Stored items
......
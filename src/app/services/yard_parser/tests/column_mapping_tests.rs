//! Tests for alias-based column resolution

use super::*;
use crate::app::models::CellValue;
use crate::app::services::yard_parser::column_mapping::{
    ColumnMapping, Field, cell_text, resolve_column,
};

#[test]
fn test_resolve_is_case_and_whitespace_insensitive_on_keys() {
    let row = RawRow::new().with("  LOCATION ", "A2-22-05-1");
    let mapping = ColumnMapping::standard();

    assert_eq!(
        mapping.resolve(&row, Field::Location),
        Some(&CellValue::Text("A2-22-05-1".to_string()))
    );
}

#[test]
fn test_resolve_does_not_trim_values() {
    let row = RawRow::new().with("Vessel", "  EVER GIVEN ");
    let value = ColumnMapping::standard().resolve(&row, Field::Vessel);

    assert_eq!(value, Some(&CellValue::Text("  EVER GIVEN ".to_string())));
}

#[test]
fn test_resolve_vietnamese_headers() {
    let row = vietnamese_row("MSKU1234565", "A221051", "MSK", "EVER GIVEN");
    let resolved = ColumnMapping::standard().resolve_row(&row);

    assert_eq!(cell_text(resolved.container_id).as_deref(), Some("MSKU1234565"));
    assert_eq!(cell_text(resolved.location).as_deref(), Some("A221051"));
    assert_eq!(cell_text(resolved.owner).as_deref(), Some("MSK"));
    assert_eq!(cell_text(resolved.vessel).as_deref(), Some("EVER GIVEN"));
    assert!(resolved.status.is_none());
    assert!(resolved.flow.is_none());
    assert!(resolved.iso.is_none());
}

#[test]
fn test_row_key_order_wins_over_alias_order() {
    // "location" is last in the alias list but first in the row
    let row = RawRow::new()
        .with("location", "A1-01-01-1")
        .with("Vị trí trên bãi", "B1-03-02-2");
    let value = ColumnMapping::standard().resolve(&row, Field::Location);
    assert_eq!(value, Some(&CellValue::Text("A1-01-01-1".to_string())));

    let reversed = RawRow::new()
        .with("Vị trí trên bãi", "B1-03-02-2")
        .with("location", "A1-01-01-1");
    let value = ColumnMapping::standard().resolve(&reversed, Field::Location);
    assert_eq!(value, Some(&CellValue::Text("B1-03-02-2".to_string())));
}

#[test]
fn test_unknown_headers_resolve_to_none() {
    let row = RawRow::new().with("Ghi chú", "fragile").with("Seal", "123");
    let resolved = ColumnMapping::standard().resolve_row(&row);

    assert!(resolved.location.is_none());
    assert!(resolved.container_id.is_none());
}

#[test]
fn test_partial_header_does_not_match() {
    // "container no" is not an alias of the container id field
    let row = RawRow::new().with("Container No", "MSKU1234565");
    assert!(resolve_column(&row, Field::ContainerId.standard_aliases()).is_none());
}

#[test]
fn test_extra_aliases_are_normalized_and_appended() {
    let mapping = ColumnMapping::standard()
        .with_extra_aliases(Field::Location, ["  Yard Position ", "location"]);

    let aliases = mapping.aliases(Field::Location);
    assert_eq!(aliases.last().map(String::as_str), Some("yard position"));
    // Existing alias is not duplicated
    assert_eq!(aliases.iter().filter(|a| *a == "location").count(), 1);

    let row = RawRow::new().with("YARD POSITION", "A1-01-01-1");
    assert!(mapping.resolve(&row, Field::Location).is_some());
}

#[test]
fn test_cell_text_formats_numbers_and_drops_blanks() {
    let number = CellValue::Number(12345.0);
    let blank = CellValue::Text("   ".to_string());

    assert_eq!(cell_text(Some(&number)).as_deref(), Some("12345"));
    assert_eq!(cell_text(Some(&blank)), None);
    assert_eq!(cell_text(None), None);
}
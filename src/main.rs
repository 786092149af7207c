use clap::Parser;
use std::process;
use yard_processor::cli::{args::Args, commands};

fn main() {
    // Parse command line arguments
    let args = Args::parse();

    // If no subcommand was provided, show help and available commands
    if args.command.is_none() {
        show_help_and_commands();
        process::exit(0);
    }

    let runtime = tokio::runtime::Runtime::new().unwrap_or_else(|e| {
        eprintln!("Failed to create async runtime: {}", e);
        process::exit(1);
    });

    let result = runtime.block_on(async {
        tokio::select! {
            result = commands::run(args) => result,
            signal = tokio::signal::ctrl_c() => {
                if let Err(e) = signal {
                    eprintln!("Failed to listen for CTRL+C: {}", e);
                }
                eprintln!("\nReceived CTRL+C, shutting down...");
                Err(yard_processor::Error::processing_interrupted(
                    "Processing interrupted by user",
                )
                .into())
            }
        }
    });

    if let Err(error) = result {
        eprintln!("Error: {:#}", error);
        process::exit(1);
    }
}

/// Show help information and available commands when no subcommand is provided
fn show_help_and_commands() {
    println!("Yard Processor - Container Yard Occupancy");
    println!("=========================================");
    println!();
    println!("Parse container-yard position spreadsheets (CSV, JSON or Excel) into");
    println!("container records and report per-block TEU occupancy and per-vessel counts.");
    println!();
    println!("USAGE:");
    println!("    yard-processor [OPTIONS] <COMMAND>");
    println!();
    println!("COMMANDS:");
    println!("    parse       Parse an upload and report containers and skipped rows");
    println!("    stats       Per-block TEU statistics");
    println!("    vessels     Per-block, per-vessel container counts");
    println!("    search      Find containers by id fragment or exact location");
    println!("    help        Show this help message or help for specific commands");
    println!();
    println!("OPTIONS:");
    println!("    -c, --config <FILE>    Path to configuration file (TOML format)");
    println!("    -v, --verbose          Increase logging verbosity");
    println!("    -q, --quiet            Suppress log output except errors");
    println!("    -h, --help             Show help information");
    println!("    -V, --version          Show version information");
    println!();
    println!("EXAMPLES:");
    println!("    # Parse an upload and store it as the current yard snapshot:");
    println!("    yard-processor parse yard.csv --save");
    println!();
    println!("    # Reefer occupancy of the stored snapshot as JSON:");
    println!("    yard-processor stats --iso reefer --format json");
    println!();
    println!("    # Find a slot in either location spelling:");
    println!("    yard-processor search A2-21-05-1");
    println!();
    println!("For detailed help on any command, use:");
    println!("    yard-processor <COMMAND> --help");
}
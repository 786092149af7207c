//! Container record materialization
//!
//! Yard numbering reserves even bay numbers for the shared centre of a 40ft
//! container, which physically occupies the odd bays on either side. An odd
//! bay is a single 20ft slot.

use super::column_mapping::{ResolvedRow, cell_text};
use super::location::DecodedLocation;
use super::stats::ParseStats;
use crate::app::models::{CargoStatus, Container, ContainerSize, Flow, PartType};
use crate::constants::{PLACEHOLDER_ID_PREFIX, UNKNOWN_OWNER};

/// Non-positional fields of a container row
#[derive(Debug, Clone, PartialEq)]
pub struct ContainerDetails {
    pub id: String,
    pub owner: String,
    pub vessel: Option<String>,
    pub status: Option<CargoStatus>,
    pub flow: Option<Flow>,
    pub iso: Option<String>,
}

impl ContainerDetails {
    /// Extract details from a resolved row, filling defaults for absent fields
    ///
    /// `row_number` is 1-based and only used to synthesize a placeholder id.
    pub fn from_resolved(resolved: &ResolvedRow<'_>, row_number: usize) -> Self {
        Self {
            id: cell_text(resolved.container_id)
                .unwrap_or_else(|| placeholder_id(row_number)),
            owner: cell_text(resolved.owner).unwrap_or_else(|| UNKNOWN_OWNER.to_string()),
            vessel: cell_text(resolved.vessel),
            status: cell_text(resolved.status).and_then(|s| CargoStatus::parse(&s)),
            flow: cell_text(resolved.flow).and_then(|s| Flow::parse(&s)),
            iso: cell_text(resolved.iso).map(|s| s.to_uppercase()),
        }
    }
}

/// Id used for rows without a container number
pub fn placeholder_id(row_number: usize) -> String {
    format!("{}-{}", PLACEHOLDER_ID_PREFIX, row_number)
}

/// Build the record(s) for one physical container
///
/// Counts exactly one created container in `stats`, whether one or two
/// records are returned.
pub fn materialize(
    location: DecodedLocation,
    details: ContainerDetails,
    stats: &mut ParseStats,
) -> Vec<Container> {
    stats.created_containers += 1;

    let base = Container {
        id: details.id,
        location: location.normalized,
        block: location.block,
        bay: location.bay,
        row: location.row,
        tier: location.tier,
        size: ContainerSize::Twenty,
        is_multi_bay: false,
        part_type: None,
        owner: details.owner,
        vessel: details.vessel,
        status: details.status,
        flow: details.flow,
        iso: details.iso,
    };

    if location.bay % 2 != 0 {
        return vec![base];
    }

    let start = Container {
        bay: location.bay - 1,
        size: ContainerSize::Forty,
        is_multi_bay: true,
        part_type: Some(PartType::Start),
        ..base
    };
    let end = Container {
        bay: location.bay + 1,
        part_type: Some(PartType::End),
        ..start.clone()
    };

    vec![start, end]
}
......
## [GOAL OF THE EXERCISE]
Filter the records above and return every line that holds the word "provided".

## [SOLUTION TO THE EXERCISE]
    // If no subcommand was provided, show help and available commands
/// Show help information and available commands when no subcommand is provided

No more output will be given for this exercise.